The launch of Far Cry 5 and ensuing discussions about the validity of its storytelling in a post-Trump America have reignited a familiar discussion surrounding its critical reception. Far Cry 5 grapples with weighty storytelling elements (as have many games in the Far Cry series) but it doesn’t quite know what to do with them.
It’s clear that a sense of holistic criticism—that is to say, a criticism founded in the game viewed as a complete text, not a collection of systems with a story on top—is necessary to properly judge the game. The hard-and-fast differentiation between the appeal of a game’s narrative and mechanical experiences in reviews is one that game audiences have been taught to expect from a press that traditionally draws a lineage from a merging of an enthusiast press and a tech press. Game criticism often comes from the angle of reviewing a product, and not so much about what the combined effects of a game’s experience say about the game or its intended message.
In Far Cry’s case, this isn’t a new discussion—conversations swirled around 2014’s Far Cry 4 for its depiction of a militant insurgency fighting to overthrow a tyrant king, and before that, in 2012’s Far Cry 3, set on a vacation island populated by a warlord’s band of pirates and the populous but unfamiliar-to-the-protagonist Rakyat indigenous tribes. Far Cry 5 continues in this lineage, but shifts the game’s setting from an exoticized non-American locale to a more pointedly “down-home” Montanan landscape.
Far Cry’s third and fourth installments were, broadly, received well. Far Cry 3 holds a Metacritic score of 88/100 and Far Cry 4 holds a Metacritic score of 80/100 in both of their respective critic rankings (the user rankings are lower, but not by much).
There is a pattern in many of the reviews, from various websites and individuals. The games are praised for their tactical depth, but less for their narrative paths. Kevin VanOrd, at Gamespot, described Far Cry 3 as “an excellent game, marred mainly by some irritating design elements and an inconsistent story that often defaults to generic ‘tribal’ clichés to make an impact.” Far Cry 4 doesn’t fare much better, with Andy Kelly at PC Gamer noting that “There are some weak scripted missions to endure in the story, but the scope and variety of Kyrat more than makes up for it.”
Games like Far Cry—generally AAA games, generally franchise games—maintain popular appeal even when most, if not all critics are of the opinion that the game’s storytelling pales in comparison to its mechanical breadth. There is a discrepancy in their appeal, when focus on one aspect of a game allows more faltering elements to fade into the background, and effectively become forgotten by the majority of the game-playing public.
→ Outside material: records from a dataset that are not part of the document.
// smps2bin - An SMPS2ASM music script assembler for Mega Drive sound drivers
// Copyright (C) 2026  Marcel Joachim Kloubert <marcel@kloubert.dev>
//
// This program is free software: you can redistribute it and/or modify
// it under the terms of the GNU Affero General Public License as published by
// the Free Software Foundation, either version 3 of the License, or
// (at your option) any later version.
//
// This program is distributed in the hope that it will be useful,
// but WITHOUT ANY WARRANTY; without even the implied warranty of
// MERCHANTABILITY or FITNESS FOR A PARTICULAR PURPOSE.  See the
// GNU Affero General Public License for more details.
//
// You should have received a copy of the GNU Affero General Public License
// along with this program.  If not, see <https://www.gnu.org/licenses/>.

//! Symbol table and literal evaluation.
//!
//! Every assembly run owns one table. It starts out filled with the default
//! dictionary for the target driver; labels are added during the first pass.
//! Argument tokens are resolved through [`SymbolTable::resolve`], which also
//! keeps track of the most recent name that could not be found.

pub mod defaults;
mod literal;
mod symbol;

use std::collections::HashMap;

pub use defaults::populate_defaults;
pub use literal::{is_literal, parse_literal};
pub use symbol::{Symbol, SymbolKind};

use crate::driver::DriverVersion;
use crate::error::{CompileError, ErrorCode, Result, Span};

/// Result of resolving an argument token.
#[derive(Debug, Clone, PartialEq, Eq)]
pub enum Resolution {
    /// The token is a literal or a known symbol.
    Value(u32),
    /// The token names a symbol that is not (yet) defined.
    Undefined(String),
}

impl Resolution {
    /// The resolved value, if any.
    pub fn value(&self) -> Option<u32> {
        match self {
            Resolution::Value(v) => Some(*v),
            Resolution::Undefined(_) => None,
        }
    }

    /// Whether resolution failed.
    pub fn is_undefined(&self) -> bool {
        matches!(self, Resolution::Undefined(_))
    }
}

/// Name to value mapping for one assembly run.
#[derive(Debug, Default)]
pub struct SymbolTable {
    symbols: Vec<Symbol>,
    index: HashMap<String, usize>,
    undefined: Option<String>,
}

impl SymbolTable {
    /// Create an empty table.
    pub fn new() -> Self {
        Self::default()
    }

    /// Create a table pre-populated with the default dictionary for `target`.
    pub fn with_defaults(target: DriverVersion) -> Result<Self> {
        let mut table = Self::new();
        populate_defaults(&mut table, target)?;
        Ok(table)
    }

    /// Add a symbol. Redefining an existing name is an error, even with the same value.
    pub fn define(&mut self, symbol: Symbol) -> Result<()> {
        if let Some(&existing) = self.index.get(&symbol.name) {
            let previous = &self.symbols[existing];
            let mut error = CompileError::new(
                ErrorCode::DuplicateSymbol,
                format!("Symbol '{}' is defined more than once", symbol.name),
                symbol.span,
            );
            if previous.is_label() {
                error = error.with_hint("labels must be unique within a song");
            } else {
                error = error.with_hint(format!(
                    "'{}' is a predefined constant (value ${:X})",
                    previous.name, previous.value
                ));
            }
            return Err(error);
        }

        self.index.insert(symbol.name.clone(), self.symbols.len());
        self.symbols.push(symbol);
        Ok(())
    }

    /// Shorthand for defining a builtin constant.
    pub fn define_builtin(&mut self, name: &str, value: u32) -> Result<()> {
        self.define(Symbol::builtin(name, value))
    }

    /// Look up a symbol by exact name.
    pub fn lookup(&self, name: &str) -> Option<&Symbol> {
        self.index.get(name).map(|&i| &self.symbols[i])
    }

    /// Value bound to `name`, if defined.
    pub fn value_of(&self, name: &str) -> Option<u32> {
        self.lookup(name).map(|s| s.value)
    }

    /// Resolve an argument token to a value.
    ///
    /// Literals always resolve. Unknown names are recorded as the current
    /// undefined symbol, replacing any earlier one.
    pub fn resolve(&mut self, token: &str) -> Resolution {
        if let Some(value) = parse_literal(token) {
            return Resolution::Value(value);
        }

        match self.value_of(token) {
            Some(value) => Resolution::Value(value),
            None => {
                self.undefined = Some(token.to_string());
                Resolution::Undefined(token.to_string())
            }
        }
    }

    /// The last name that failed to resolve since the marker was cleared.
    pub fn undefined(&self) -> Option<&str> {
        self.undefined.as_deref()
    }

    /// Reset the undefined-symbol marker.
    pub fn clear_undefined(&mut self) {
        self.undefined = None;
    }

    /// Number of symbols.
    pub fn len(&self) -> usize {
        self.symbols.len()
    }

    /// Whether the table is empty.
    pub fn is_empty(&self) -> bool {
        self.symbols.is_empty()
    }

    /// Iterate symbols in definition order.
    pub fn iter(&self) -> impl Iterator<Item = &Symbol> {
        self.symbols.iter()
    }
}

/// Build an `UndefinedSymbol` error for `name`.
pub fn undefined_symbol_error(name: &str, span: Span) -> CompileError {
    CompileError::new(
        ErrorCode::UndefinedSymbol,
        format!("Symbol '{}' is undefined", name),
        span,
    )
}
An easy explanation for this discrepancy is the oft-repeated idea that games are first and foremost a collection of systems, of which story is layered on top of, instead of woven into, the fabric of the game itself. It’s a tempting idea, especially for players and designers that approach games from a background of computer sciences.
Without diving into the fray of “what is a game,” it’s not as if this isn’t at least partially right—games always include some sort of systemization of action, lest they be completely non-interactive artistic experiences. As such, it’s not that unusual to judge a game chiefly on its mechanical interactions.
The problem lies in how easily this viewpoint can be used to allow games’ mechanical and narrative messages to conflict without further inspection. A local farmer taking up arms to deal with a gang of semi-Christian wannabe Nazis is a different story than a police officer brought in to deal with a drug-dealing cult, but the mechanical interaction is the same, or at least extremely similar.
Without looking at the game as a cohesive whole, it’s easy to say that while the story might be bad, the mechanics are solid, and thus the game is “good.” But it’s a limited viewpoint, and one that fails to capture the entire picture of what a game is conveying.
Reviews and criticism are always going to be subjective. That’s not going to change any time soon. But when we approach complicated texts like Far Cry 5, or other games that intend to “say something” through their narrative, it is important and—to a degree—respectful to the game to judge it by those standards. If Far Cry 5 wants to say something, and it fails to say it in a meaningful or interesting way, maybe we can accept that its narrative isn’t just sitting on top of its mechanics, but that the game itself is worse for it, and deserves to be criticized as such.